*Source information*
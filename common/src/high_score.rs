use std::sync::Mutex;

use chrono::Local;
use serde::{Deserialize, Serialize};

use crate::config::{ConfigManager, FileContentConfigProvider, Validate};

#[derive(Debug)]
pub enum HighScoreError {
    Storage(String),
    LockPoisoned,
}

impl std::fmt::Display for HighScoreError {
    fn fmt(&self, f: &mut std::fmt::Formatter<'_>) -> std::fmt::Result {
        match self {
            HighScoreError::Storage(e) => write!(f, "High score storage error: {}", e),
            HighScoreError::LockPoisoned => write!(f, "High score lock poisoned"),
        }
    }
}

impl std::error::Error for HighScoreError {}

impl From<String> for HighScoreError {
    fn from(e: String) -> Self {
        HighScoreError::Storage(e)
    }
}

/// One persisted integer. Implementations must be cheap to call from the session task.
pub trait HighScoreStore: Send + Sync + 'static {
    fn load(&self) -> Result<u32, HighScoreError>;
    fn save(&self, value: u32) -> Result<(), HighScoreError>;
}

#[derive(Debug, Clone, Default, PartialEq, Serialize, Deserialize)]
#[serde(rename_all = "camelCase")]
pub struct HighScoreRecord {
    pub high_score: u32,
    #[serde(default, skip_serializing_if = "Option::is_none")]
    pub achieved_at: Option<String>,
}

impl Validate for HighScoreRecord {
    fn validate(&self) -> Result<(), String> {
        if self.high_score == 0 && self.achieved_at.is_some() {
            return Err("achievedAt set without a high score".to_string());
        }
        Ok(())
    }
}

pub struct FileHighScoreStore {
    manager: ConfigManager<FileContentConfigProvider, HighScoreRecord>,
}

impl FileHighScoreStore {
    pub fn new(file_path: &str) -> Self {
        Self {
            manager: ConfigManager::from_yaml_file(file_path),
        }
    }

    pub fn record(&self) -> Result<HighScoreRecord, HighScoreError> {
        Ok(self.manager.get_config()?)
    }
}

impl HighScoreStore for FileHighScoreStore {
    fn load(&self) -> Result<u32, HighScoreError> {
        Ok(self.record()?.high_score)
    }

    fn save(&self, value: u32) -> Result<(), HighScoreError> {
        let record = HighScoreRecord {
            high_score: value,
            achieved_at: (value > 0).then(|| Local::now().to_rfc3339()),
        };
        self.manager.set_config(&record)?;
        Ok(())
    }
}

#[derive(Default)]
pub struct MemoryHighScoreStore {
    value: Mutex<u32>,
}

impl MemoryHighScoreStore {
    pub fn new(value: u32) -> Self {
        Self {
            value: Mutex::new(value),
        }
    }
}

impl HighScoreStore for MemoryHighScoreStore {
    fn load(&self) -> Result<u32, HighScoreError> {
        let value = self.value.lock().map_err(|_| HighScoreError::LockPoisoned)?;
        Ok(*value)
    }

    fn save(&self, value: u32) -> Result<(), HighScoreError> {
        let mut current = self.value.lock().map_err(|_| HighScoreError::LockPoisoned)?;
        *current = value;
        Ok(())
    }
}

impl<T: HighScoreStore> HighScoreStore for std::sync::Arc<T> {
    fn load(&self) -> Result<u32, HighScoreError> {
        (**self).load()
    }

    fn save(&self, value: u32) -> Result<(), HighScoreError> {
        (**self).save(value)
    }
}

#[cfg(test)]
mod tests {
    use super::*;

    fn temp_path(name: &str) -> String {
        let path = std::env::temp_dir()
            .join(format!("snake_arcade_{}_{}", std::process::id(), name))
            .join("high_score.yaml");
        let _ = std::fs::remove_file(&path);
        path.to_string_lossy().into_owned()
    }

    #[test]
    fn test_missing_file_loads_zero() {
        let store = FileHighScoreStore::new(&temp_path("missing"));
        assert_eq!(store.load().unwrap(), 0);
    }

    #[test]
    fn test_save_then_load_in_new_store() {
        let path = temp_path("roundtrip");
        FileHighScoreStore::new(&path).save(340).unwrap();

        let reloaded = FileHighScoreStore::new(&path);
        assert_eq!(reloaded.load().unwrap(), 340);
        assert!(reloaded.record().unwrap().achieved_at.is_some());
    }

    #[test]
    fn test_corrupt_file_is_storage_error() {
        let path = temp_path("corrupt");
        std::fs::create_dir_all(std::path::Path::new(&path).parent().unwrap()).unwrap();
        std::fs::write(&path, "highScore: [not a number\n").unwrap();

        let result = FileHighScoreStore::new(&path).load();
        assert!(matches!(result, Err(HighScoreError::Storage(_))));
    }

    #[test]
    fn test_memory_store() {
        let store = MemoryHighScoreStore::new(12);
        assert_eq!(store.load().unwrap(), 12);
        store.save(90).unwrap();
        assert_eq!(store.load().unwrap(), 90);
    }
}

*Work required*
Set down only the lines above that fall between the line holding "impl HighScoreStore for MemoryHighScoreStore" and the line holding "let path = std::env::temp_dir()", inclusive, keeping each exact.

*Task solution*
impl HighScoreStore for MemoryHighScoreStore {
    fn load(&self) -> Result<u32, HighScoreError> {
        let value = self.value.lock().map_err(|_| HighScoreError::LockPoisoned)?;
        Ok(*value)
    }

    fn save(&self, value: u32) -> Result<(), HighScoreError> {
        let mut current = self.value.lock().map_err(|_| HighScoreError::LockPoisoned)?;
        *current = value;
        Ok(())
    }
}

impl<T: HighScoreStore> HighScoreStore for std::sync::Arc<T> {
    fn load(&self) -> Result<u32, HighScoreError> {
        (**self).load()
    }

    fn save(&self, value: u32) -> Result<(), HighScoreError> {
        (**self).save(value)
    }
}

#[cfg(test)]
mod tests {
    use super::*;

    fn temp_path(name: &str) -> String {
        let path = std::env::temp_dir()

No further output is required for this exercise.